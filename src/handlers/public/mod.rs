// handlers/public/mod.rs - Public handlers (no authentication required)
//
// Token acquisition, password reset, health, and read-only resource views.
// Route Prefix: /api/v1/auth/*, /api/*, /health
// Middleware: advanced results on list routes only

pub mod auth;
pub mod health;
pub mod incidents;
pub mod missions;
pub mod reports;
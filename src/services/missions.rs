use serde_json::Value;
use sqlx::PgPool;
use uuid::Uuid;

use super::{ServiceError, ServiceResult};
use crate::auth::{ensure_owner_or_commander, Principal};
use crate::database::models::{Mission, MissionInput};
use crate::database::{Database, DatabaseError, PgStore, RecordSource, Relation};

pub const MISSION_NOT_FOUND: &str = "Mission not found";

pub struct MissionService {
    pool: PgPool,
}

impl MissionService {
    pub fn new(db: &Database) -> Self {
        Self { pool: db.pool().clone() }
    }

    /// Insert a mission owned by `owner`. The slug is derived from the name.
    pub async fn create(&self, owner: &Principal, input: MissionInput) -> ServiceResult<Mission> {
        let fields = input.validate_new()?;

        let mission = sqlx::query_as::<_, Mission>(
            r#"
            INSERT INTO missions (name, description, status, commander, slug, owner_id)
            VALUES ($1, $2, $3, $4, $5, $6)
            RETURNING *
            "#,
        )
        .bind(&fields.name)
        .bind(&fields.description)
        .bind(&fields.status)
        .bind(&fields.commander)
        .bind(&fields.slug)
        .bind(owner.id)
        .fetch_one(&self.pool)
        .await?;

        tracing::info!("Created mission {} ({}) for user {}", mission.id, mission.slug, owner.id);
        Ok(mission)
    }

    pub async fn find(&self, id: Uuid) -> ServiceResult<Mission> {
        sqlx::query_as::<_, Mission>("SELECT * FROM missions WHERE id = $1")
            .bind(id)
            .fetch_optional(&self.pool)
            .await?
            .ok_or_else(|| ServiceError::NotFound(MISSION_NOT_FOUND.to_string()))
    }

    /// Mission with its incidents attached.
    pub async fn find_with_incidents(&self, id: Uuid) -> ServiceResult<Value> {
        let mission = self.find(id).await?;
        let mut records = vec![serde_json::to_value(&mission)
            .map_err(|e| DatabaseError::QueryError(e.to_string()))?];
        PgStore::new(self.pool.clone())
            .populate(Relation::MissionIncidents, &mut records)
            .await?;
        Ok(records.remove(0))
    }

    pub async fn update(&self, principal: &Principal, id: Uuid, input: MissionInput) -> ServiceResult<Mission> {
        let current = self.find(id).await?;
        ensure_owner_or_commander(current.owner_id, principal, "update mission", current.id)
            .map_err(ServiceError::Forbidden)?;
        let fields = input.validate_update(&current)?;

        let mission = sqlx::query_as::<_, Mission>(
            r#"
            UPDATE missions
            SET name = $2, description = $3, status = $4, commander = $5, slug = $6
            WHERE id = $1
            RETURNING *
            "#,
        )
        .bind(id)
        .bind(&fields.name)
        .bind(&fields.description)
        .bind(&fields.status)
        .bind(&fields.commander)
        .bind(&fields.slug)
        .fetch_optional(&self.pool)
        .await?
        .ok_or_else(|| ServiceError::NotFound(MISSION_NOT_FOUND.to_string()))?;

        Ok(mission)
    }

    /// Delete the mission after its incidents and their reports, one row at a time.
    ///
    /// Not transactional: a failure part way leaves the remaining children in place.
    pub async fn delete(&self, principal: &Principal, id: Uuid) -> ServiceResult<()> {
        let mission = self.find(id).await?;
        ensure_owner_or_commander(mission.owner_id, principal, "delete mission", mission.id)
            .map_err(ServiceError::Forbidden)?;

        let incident_ids: Vec<Uuid> = sqlx::query_scalar("SELECT id FROM incidents WHERE mission_id = $1")
            .bind(id)
            .fetch_all(&self.pool)
            .await?;

        for incident_id in &incident_ids {
            super::incidents::delete_cascade(&self.pool, *incident_id).await?;
        }

        sqlx::query("DELETE FROM missions WHERE id = $1")
            .bind(id)
            .execute(&self.pool)
            .await?;

        tracing::info!("Deleted mission {} with {} incidents", id, incident_ids.len());
        Ok(())
    }
}
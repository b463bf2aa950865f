use axum::{
    extract::{Request, State},
    http::{header, HeaderMap},
    middleware::Next,
    response::Response,
};

use crate::auth::{decode_jwt, AuthError, Principal, NOT_AUTHORIZED};
use crate::database::models::Role;
use crate::error::ApiError;
use crate::services::AccountService;
use crate::state::AppState;

pub const TOKEN_COOKIE: &str = "token";

pub const PILOT_OR_COMMANDER: &[Role] = &[Role::Pilot, Role::Commander];
pub const COMMANDER_ONLY: &[Role] = &[Role::Commander];

/// Verify the bearer (or cookie) token and attach the user as a [`Principal`].
/// No handler runs when this fails.
pub async fn authenticate(
    State(state): State<AppState>,
    mut request: Request,
    next: Next,
) -> Result<Response, ApiError> {
    let token = extract_token(request.headers()).ok_or(AuthError::MissingToken)?;
    let claims = decode_jwt(&token, &state.config.security).map_err(|e| {
        tracing::debug!("Rejected token: {}", e);
        e
    })?;

    let user = AccountService::new(&state.db)
        .principal_user(claims.sub)
        .await?
        .ok_or_else(|| ApiError::unauthorized(NOT_AUTHORIZED))?;

    request.extensions_mut().insert(Principal::from(user));
    Ok(next.run(request).await)
}

/// Allow only principals whose role is in `roles`. Must run after [`authenticate`].
pub async fn authorize(roles: &'static [Role], request: Request, next: Next) -> Result<Response, ApiError> {
    let principal = request
        .extensions()
        .get::<Principal>()
        .ok_or_else(|| ApiError::unauthorized(NOT_AUTHORIZED))?;

    if !roles.contains(&principal.role) {
        return Err(ApiError::forbidden(format!(
            "User role {} is not authorized to access this route",
            principal.role
        )));
    }
    Ok(next.run(request).await)
}

/// `Authorization: Bearer <token>` first, then the `token` cookie.
pub fn extract_token(headers: &HeaderMap) -> Option<String> {
    let bearer = headers
        .get(header::AUTHORIZATION)
        .and_then(|value| value.to_str().ok())
        .and_then(|value| value.strip_prefix("Bearer "))
        .map(str::trim)
        .filter(|token| !token.is_empty());
    if let Some(token) = bearer {
        return Some(token.to_string());
    }

    headers
        .get_all(header::COOKIE)
        .iter()
        .filter_map(|value| value.to_str().ok())
        .flat_map(|value| value.split(';'))
        .filter_map(|pair| pair.trim().split_once('='))
        .find(|(name, value)| *name == TOKEN_COOKIE && !value.is_empty())
        .map(|(_, value)| value.to_string())
}

#[cfg(test)]
mod tests {
    use super::*;
    use axum::http::HeaderValue;

    #[test]
    fn prefers_bearer_header() {
        let mut headers = HeaderMap::new();
        headers.insert(header::AUTHORIZATION, HeaderValue::from_static("Bearer abc"));
        headers.insert(header::COOKIE, HeaderValue::from_static("token=xyz"));
        assert_eq!(extract_token(&headers).as_deref(), Some("abc"));
    }

    #[test]
    fn falls_back_to_cookie() {
        let mut headers = HeaderMap::new();
        headers.insert(header::AUTHORIZATION, HeaderValue::from_static("Basic dXNlcg=="));
        headers.insert(header::COOKIE, HeaderValue::from_static("theme=dark; token=xyz"));
        assert_eq!(extract_token(&headers).as_deref(), Some("xyz"));
    }

    #[test]
    fn missing_or_empty_tokens_are_none() {
        assert_eq!(extract_token(&HeaderMap::new()), None);

        let mut headers = HeaderMap::new();
        headers.insert(header::AUTHORIZATION, HeaderValue::from_static("Bearer "));
        headers.insert(header::COOKIE, HeaderValue::from_static("token="));
        assert_eq!(extract_token(&headers), None);
    }
}
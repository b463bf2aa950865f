use chrono::{DateTime, Utc};
use serde::{Deserialize, Serialize};
use sqlx::types::Json;
use sqlx::FromRow;
use uuid::Uuid;

use super::{enum_text, required_text, ValidationErrors};

#[derive(Debug, Clone, Copy, PartialEq, Eq, Serialize, Deserialize)]
#[serde(rename_all = "lowercase")]
pub enum ReportStatus {
    Open,
    Closed,
}

impl ReportStatus {
    pub fn as_str(&self) -> &'static str {
        match self {
            ReportStatus::Open => "open",
            ReportStatus::Closed => "closed",
        }
    }
}

/// File record embedded in a report, in upload order.
#[derive(Debug, Clone, PartialEq, Serialize, Deserialize)]
pub struct ReportFile {
    pub id: Uuid,
    pub file_url: String,
    pub file_type: String,
    pub uploaded_at: DateTime<Utc>,
}

impl ReportFile {
    pub fn new(file_url: impl Into<String>, file_type: impl Into<String>) -> Self {
        Self {
            id: Uuid::new_v4(),
            file_url: file_url.into(),
            file_type: file_type.into(),
            uploaded_at: Utc::now(),
        }
    }
}

#[derive(Debug, Clone, Serialize, Deserialize, FromRow)]
pub struct Report {
    pub id: Uuid,
    pub title: String,
    pub content: String,
    pub status: String,
    pub reported_at: DateTime<Utc>,
    pub incident_id: Uuid,
    pub files: Json<Vec<ReportFile>>,
}

impl Report {
    pub fn file(&self, file_id: Uuid) -> Option<&ReportFile> {
        self.files.0.iter().find(|f| f.id == file_id)
    }
}

#[derive(Debug, Clone, Default, Deserialize)]
pub struct ReportInput {
    pub title: Option<String>,
    pub content: Option<String>,
    pub status: Option<String>,
}

#[derive(Debug, Clone, PartialEq, Eq)]
pub struct ReportFields {
    pub title: String,
    pub content: String,
    pub status: String,
}

impl ReportInput {
    pub fn validate_new(self) -> Result<ReportFields, ValidationErrors> {
        self.resolve(None)
    }

    pub fn validate_update(self, current: &Report) -> Result<ReportFields, ValidationErrors> {
        self.resolve(Some(current))
    }

    fn resolve(self, current: Option<&Report>) -> Result<ReportFields, ValidationErrors> {
        let mut errors = ValidationErrors::new("Report");
        let title = required_text(&mut errors, "title", self.title, current.map(|r| r.title.as_str()));
        let content = required_text(&mut errors, "content", self.content, current.map(|r| r.content.as_str()));
        let status = enum_text::<ReportStatus>(
            &mut errors,
            "status",
            self.status,
            current.map_or(ReportStatus::Open.as_str(), |r| r.status.as_str()),
        );
        errors.into_result(ReportFields { title, content, status })
    }
}
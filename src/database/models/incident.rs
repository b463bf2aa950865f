use chrono::{DateTime, Utc};
use serde::{Deserialize, Serialize};
use sqlx::FromRow;
use uuid::Uuid;

use super::{enum_text, required_text, ValidationErrors};

#[derive(Debug, Clone, Copy, PartialEq, Eq, Serialize, Deserialize)]
#[serde(rename_all = "lowercase")]
pub enum IncidentStatus {
    Pending,
    Resolved,
    Unresolved,
}

impl IncidentStatus {
    pub fn as_str(&self) -> &'static str {
        match self {
            IncidentStatus::Pending => "pending",
            IncidentStatus::Resolved => "resolved",
            IncidentStatus::Unresolved => "unresolved",
        }
    }
}

#[derive(Debug, Clone, Serialize, Deserialize, FromRow)]
pub struct Incident {
    pub id: Uuid,
    pub title: String,
    pub description: String,
    pub status: String,
    pub reported_at: DateTime<Utc>,
    pub mission_id: Uuid,
}

#[derive(Debug, Clone, Default, Deserialize)]
pub struct IncidentInput {
    pub title: Option<String>,
    pub description: Option<String>,
    pub status: Option<String>,
}

#[derive(Debug, Clone, PartialEq, Eq)]
pub struct IncidentFields {
    pub title: String,
    pub description: String,
    pub status: String,
}

impl IncidentInput {
    pub fn validate_new(self) -> Result<IncidentFields, ValidationErrors> {
        self.resolve(None)
    }

    pub fn validate_update(self, current: &Incident) -> Result<IncidentFields, ValidationErrors> {
        self.resolve(Some(current))
    }

    fn resolve(self, current: Option<&Incident>) -> Result<IncidentFields, ValidationErrors> {
        let mut errors = ValidationErrors::new("Incident");
        let title = required_text(&mut errors, "title", self.title, current.map(|i| i.title.as_str()));
        let description = required_text(
            &mut errors,
            "description",
            self.description,
            current.map(|i| i.description.as_str()),
        );
        let status = enum_text::<IncidentStatus>(
            &mut errors,
            "status",
            self.status,
            current.map_or(IncidentStatus::Pending.as_str(), |i| i.status.as_str()),
        );
        errors.into_result(IncidentFields { title, description, status })
    }
}

#[cfg(test)]
mod tests {
    use super::*;

    #[test]
    fn defaults_to_pending_and_requires_text_fields() {
        let ok = IncidentInput {
            title: Some("Fuel leak".to_string()),
            description: Some("Stage two".to_string()),
            status: None,
        };
        assert_eq!(ok.validate_new().unwrap().status, "pending");

        let err = IncidentInput::default().validate_new().unwrap_err();
        assert!(err.message().starts_with("Incident validation failed: "));
        assert_eq!(err.fields().len(), 2);
    }

    #[test]
    fn status_must_be_known() {
        let body = IncidentInput {
            title: Some("t".to_string()),
            description: Some("d".to_string()),
            status: Some("closed".to_string()),
        };
        assert!(body.validate_new().is_err());
    }
}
----------------
## Task description
Read through the lines above and collect those that contain the string "tracing".

## Completed exercise
        tracing::info!("Created mission {} ({}) for user {}", mission.id, mission.slug, owner.id);
        tracing::info!("Deleted mission {} with {} incidents", id, incident_ids.len());
        tracing::debug!("Rejected token: {}", e);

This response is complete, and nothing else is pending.